=== Begin Enclosure ===
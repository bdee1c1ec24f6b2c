use std::sync::Arc;

use color_eyre::Result;
use crossterm::event::KeyEvent;
use ratatui::Frame;
use ratatui::layout::Rect;
use ratatui::style::{Modifier, Style};
use ratatui::text::{Line, Span};
use ratatui::widgets::{Block, BorderType, Borders, List, ListItem, ListState};

use crate::Theme;
use crate::commands::Command;
use crate::config::{KeyResolver, NavAction};
use crate::registry::{ScreenProvider, ScreenRegistry};
use crate::ui::{Component, EventResult, Keybinding};

pub enum ServiceMsg {
    /// No action needed
    Idle,
    /// Run one or more commands
    Run(Vec<Box<dyn Command>>),
    /// Close this screen (go back to the screen selector)
    Close,
}

impl<T: Command> From<T> for ServiceMsg {
    fn from(value: T) -> Self {
        Self::Run(vec![Box::new(value)])
    }
}

impl ServiceMsg {
    /// Fold the result of one message into the result of a whole `update()`.
    ///
    /// `Close` wins over everything, commands accumulate.
    pub fn merge(self, other: Self) -> Self {
        match (self, other) {
            (Self::Close, _) | (_, Self::Close) => Self::Close,
            (Self::Idle, other) | (other, Self::Idle) => other,
            (Self::Run(mut a), Self::Run(b)) => {
                a.extend(b);
                Self::Run(a)
            }
        }
    }
}

/// A listing screen.
///
/// Screens manage their own internal state and message queue. The App calls
/// methods in this order:
///
/// 1. `init()` - once when the screen becomes active
/// 2. `update()` - immediately after init to process startup messages
/// 3. For each event:
///    - `handle_tick()` if tick event, then `update()` if it returned `true`
///    - `handle_key()` if key event, then `update()` if consumed
/// 4. When a command completes: `update()`
/// 5. `destroy()` - when the screen is closing
pub trait Service {
    /// Initialize the screen by queuing startup message(s).
    fn init(&mut self) {}

    /// Clean up when the screen is closing.
    fn destroy(&mut self) {}

    /// Handle a tick event for animations and debounced input.
    ///
    /// Returns `true` when a message was queued and `update()` must run.
    fn handle_tick(&mut self) -> bool {
        false
    }

    /// Handle a key event.
    fn handle_key(&mut self, key: KeyEvent) -> Result<EventResult<()>>;

    /// Process all queued messages and return the result.
    ///
    /// # Errors
    /// Returns an error if message processing fails.
    /// In this case, the App will display the error and the screen might be in an invalid state.
    fn update(&mut self) -> Result<ServiceMsg>;

    /// Render the screen to the frame.
    fn render(&mut self, frame: &mut Frame, area: Rect, theme: &Theme);

    /// Breadcrumb segments for the navigation bar.
    fn breadcrumbs(&self) -> Vec<String>;

    /// Returns the keybindings for the current view in this screen.
    fn keybindings(&self) -> Vec<Keybinding> {
        vec![]
    }
}

/// Start page: one row per registered screen.
pub struct ScreenSelectorView {
    screens: Vec<Arc<dyn ScreenProvider>>,
    state: ListState,
    resolver: Arc<KeyResolver>,
}

impl ScreenSelectorView {
    #[must_use]
    pub fn new(registry: &ScreenRegistry, resolver: Arc<KeyResolver>) -> Self {
        let screens = registry.all();
        let mut state = ListState::default();
        state.select((!screens.is_empty()).then_some(0));
        Self {
            screens,
            state,
            resolver,
        }
    }
}

impl Component for ScreenSelectorView {
    type Output = &'static str;

    fn handle_key(&mut self, key: KeyEvent) -> Result<EventResult<Self::Output>> {
        let last = self.screens.len().saturating_sub(1);
        let r = &self.resolver;

        if r.matches_nav(&key, NavAction::Down) {
            self.state.select(self.state.selected().map(|i| (i + 1).min(last)));
            return Ok(EventResult::Consumed);
        }
        if r.matches_nav(&key, NavAction::Up) {
            self.state.select(self.state.selected().map(|i| i.saturating_sub(1)));
            return Ok(EventResult::Consumed);
        }
        if r.matches_nav(&key, NavAction::Select) {
            return Ok(self
                .state
                .selected()
                .and_then(|i| self.screens.get(i))
                .map_or(EventResult::Consumed, |s| s.key().into()));
        }
        Ok(EventResult::Ignored)
    }

    fn render(&mut self, frame: &mut Frame, area: Rect, theme: &Theme) {
        let items: Vec<ListItem> = self
            .screens
            .iter()
            .map(|s| {
                ListItem::new(Line::from(vec![
                    Span::styled(
                        format!("{:<16}", s.display_name()),
                        Style::default().fg(theme.text()).add_modifier(Modifier::BOLD),
                    ),
                    Span::styled(s.description(), Style::default().fg(theme.subtext0())),
                ]))
            })
            .collect();

        let list = List::new(items)
            .block(
                Block::default()
                    .title(" Screens ")
                    .title_style(Style::default().fg(theme.mauve()).add_modifier(Modifier::BOLD))
                    .borders(Borders::ALL)
                    .border_type(BorderType::Rounded)
                    .border_style(Style::default().fg(theme.border())),
            )
            .highlight_style(
                Style::default()
                    .bg(theme.selection_bg())
                    .fg(theme.lavender())
                    .add_modifier(Modifier::BOLD),
            )
            .highlight_symbol("▶ ");
        frame.render_stateful_widget(list, area, &mut self.state);
    }
}
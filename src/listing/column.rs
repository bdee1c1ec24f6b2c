use ratatui::layout::Constraint;
use ratatui::widgets::Cell;

use crate::Theme;

/// A row entity shown in a listing.
pub trait Record: Clone + Send + Sync + 'static {
    /// Stable backend identifier.
    fn id(&self) -> &str;

    /// Display value for a column key, used when the column has no custom
    /// renderer and for client-side sorting/filtering.
    fn field(&self, key: &str) -> Option<String>;
}

pub type CellRenderer<T> = fn(&T, &Theme) -> Cell<'static>;

/// Static description of one table column.
pub struct ColumnSpec<T> {
    pub key: &'static str,
    pub label: &'static str,
    pub width: Constraint,
    pub sortable: bool,
    pub render: Option<CellRenderer<T>>,
}

impl<T> ColumnSpec<T> {
    pub const fn new(key: &'static str, label: &'static str, width: Constraint) -> Self {
        Self {
            key,
            label,
            width,
            sortable: false,
            render: None,
        }
    }

    pub const fn sortable(mut self) -> Self {
        self.sortable = true;
        self
    }

    pub const fn with_render(mut self, render: CellRenderer<T>) -> Self {
        self.render = Some(render);
        self
    }
}

impl<T: Record> ColumnSpec<T> {
    pub fn cell(&self, row: &T, theme: &Theme) -> Cell<'static> {
        match self.render {
            Some(render) => render(row, theme),
            None => Cell::from(self.field_text(row)),
        }
    }

    pub fn field_text(&self, row: &T) -> String {
        row.field(self.key).unwrap_or_default()
    }
}
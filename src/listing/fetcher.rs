use std::sync::Arc;

use async_trait::async_trait;
use color_eyre::Result;
use tokio::sync::mpsc::UnboundedSender;
use tracing::debug;

use crate::api::ApiError;
use crate::app::AppMessage;
use crate::commands::Command;
use crate::listing::controller::FetchRequest;
use crate::listing::query::{ListQuery, ListResult};

/// Loads one page of records for a listing.
#[async_trait]
pub trait DataFetcher<T>: Send + Sync {
    /// Resource name used in status messages, e.g. "roles".
    fn resource(&self) -> &'static str;

    async fn fetch(&self, query: &ListQuery) -> Result<ListResult<T>, ApiError>;
}

/// Outcome of a fetch, tagged with the generation that requested it.
#[derive(Debug)]
pub struct PageLoaded<T> {
    pub generation: u64,
    pub result: std::result::Result<ListResult<T>, String>,
}

/// Runs a [`DataFetcher`] and reports the page back to the screen.
pub struct FetchPageCmd<T, M> {
    fetcher: Arc<dyn DataFetcher<T>>,
    request: FetchRequest,
    tx: UnboundedSender<M>,
    wrap: fn(PageLoaded<T>) -> M,
}

impl<T, M> FetchPageCmd<T, M> {
    pub fn new(
        fetcher: Arc<dyn DataFetcher<T>>,
        request: FetchRequest,
        tx: UnboundedSender<M>,
        wrap: fn(PageLoaded<T>) -> M,
    ) -> Self {
        Self {
            fetcher,
            request,
            tx,
            wrap,
        }
    }
}

#[async_trait]
impl<T, M> Command for FetchPageCmd<T, M>
where
    T: Send + 'static,
    M: Send + 'static,
{
    fn name(&self) -> String {
        format!("Loading {} (page {})", self.fetcher.resource(), self.request.query.page)
    }

    async fn execute(self: Box<Self>, _app_tx: UnboundedSender<AppMessage>) -> Result<()> {
        let FetchRequest { generation, query } = self.request;
        let result = self
            .fetcher
            .fetch(&query)
            .await
            .map_err(|e| {
                debug!(resource = self.fetcher.resource(), error = %e, "Fetch failed");
                e.user_message()
            });

        let msg = (self.wrap)(PageLoaded { generation, result });
        if self.tx.send(msg).is_err() {
            debug!(
                resource = self.fetcher.resource(),
                generation, "Screen closed before page arrived, dropping it"
            );
        }
        Ok(())
    }
}
use std::sync::Arc;

use crate::api::ApiClient;
use crate::config::{AppConfig, KeyResolver};
use crate::service::Service;

/// Everything a screen needs at construction time.
#[derive(Clone)]
pub struct ScreenContext {
    pub config: Arc<AppConfig>,
    pub client: ApiClient,
    pub resolver: Arc<KeyResolver>,
}

impl ScreenContext {
    pub const fn new(config: Arc<AppConfig>, client: ApiClient, resolver: Arc<KeyResolver>) -> Self {
        Self {
            config,
            client,
            resolver,
        }
    }
}

/// Trait for listing screens.
///
/// Implement this trait to register a new screen with the registry.
/// The selector uses it to display available screens and to create the
/// screen when the user picks one.
pub trait ScreenProvider: Send + Sync {
    /// Unique key, also accepted by `--screen` (e.g. "roles").
    fn key(&self) -> &'static str;

    /// Human-readable display name (e.g. "Roles").
    fn display_name(&self) -> &'static str;

    /// Short description of what the screen does.
    fn description(&self) -> &'static str {
        ""
    }

    /// Create a new screen instance.
    fn create(&self, ctx: &ScreenContext) -> Box<dyn Service>;
}

/// Registry of available screens, in registration order.
#[derive(Default)]
pub struct ScreenRegistry {
    providers: Vec<Arc<dyn ScreenProvider>>,
}

impl ScreenRegistry {
    pub fn new() -> Self {
        Self::default()
    }

    /// Register a screen provider.
    ///
    /// A provider with the same key replaces the earlier one in place.
    pub fn register<P: ScreenProvider + 'static>(&mut self, provider: P) {
        let provider: Arc<dyn ScreenProvider> = Arc::new(provider);
        match self.providers.iter_mut().find(|p| p.key() == provider.key()) {
            Some(slot) => *slot = provider,
            None => self.providers.push(provider),
        }
    }

    pub fn get(&self, key: &str) -> Option<Arc<dyn ScreenProvider>> {
        self.providers.iter().find(|p| p.key() == key).cloned()
    }

    pub fn all(&self) -> Vec<Arc<dyn ScreenProvider>> {
        self.providers.clone()
    }

    pub fn keys(&self) -> Vec<&'static str> {
        self.providers.iter().map(|p| p.key()).collect()
    }
}
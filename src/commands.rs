//! Async commands pattern for side effects.
//!
//! Commands represent async operations that run outside the main event loop.
//! Screens return commands from `update()`, and the App spawns them with
//! completion detection and status tracking.

use async_trait::async_trait;
use color_eyre::Result;
use tokio::sync::mpsc::UnboundedSender;
use tracing::{error, info};

use crate::api::ApiResult;
use crate::app::AppMessage;

/// Async commands that perform side effects.
///
/// Commands are spawned by the App and tracked for status display.
/// They send their results back to the screen through its own channel and
/// may post toasts through `app_tx`.
#[async_trait]
pub trait Command: Send + 'static {
    /// Human-readable name for status display.
    /// Include context like role names or page numbers.
    fn name(&self) -> String;

    /// Execute the command.
    async fn execute(self: Box<Self>, app_tx: UnboundedSender<AppMessage>) -> Result<()>;
}

/// Show `message` as an info toast.
pub struct NoticeCmd {
    pub message: String,
}

#[async_trait]
impl Command for NoticeCmd {
    fn name(&self) -> String {
        "Notice".to_string()
    }

    async fn execute(self: Box<Self>, app_tx: UnboundedSender<AppMessage>) -> Result<()> {
        let _ = app_tx.send(AppMessage::info(self.message));
        Ok(())
    }
}

/// Report the outcome of a create/update/delete call.
///
/// On success the App shows `success` as a toast and the screen receives
/// `done`, which makes it reload. On failure only an error toast is shown.
pub fn report_mutation<M>(
    outcome: ApiResult<()>,
    success: String,
    app_tx: &UnboundedSender<AppMessage>,
    tx: &UnboundedSender<M>,
    done: M,
) {
    match outcome {
        Ok(()) => {
            info!("{success}");
            let _ = app_tx.send(AppMessage::success(success));
            let _ = tx.send(done);
        }
        Err(e) => {
            error!(error = %e, "Mutation failed");
            let _ = app_tx.send(AppMessage::failure(e.user_message()));
        }
    }
}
=== End Enclosure ===
**REQUIREMENT**
In the listing above, how many of the lines contain the string "selected"? Respond with the number alone.

**SOLUTION FOR THIS EXERCISE**
3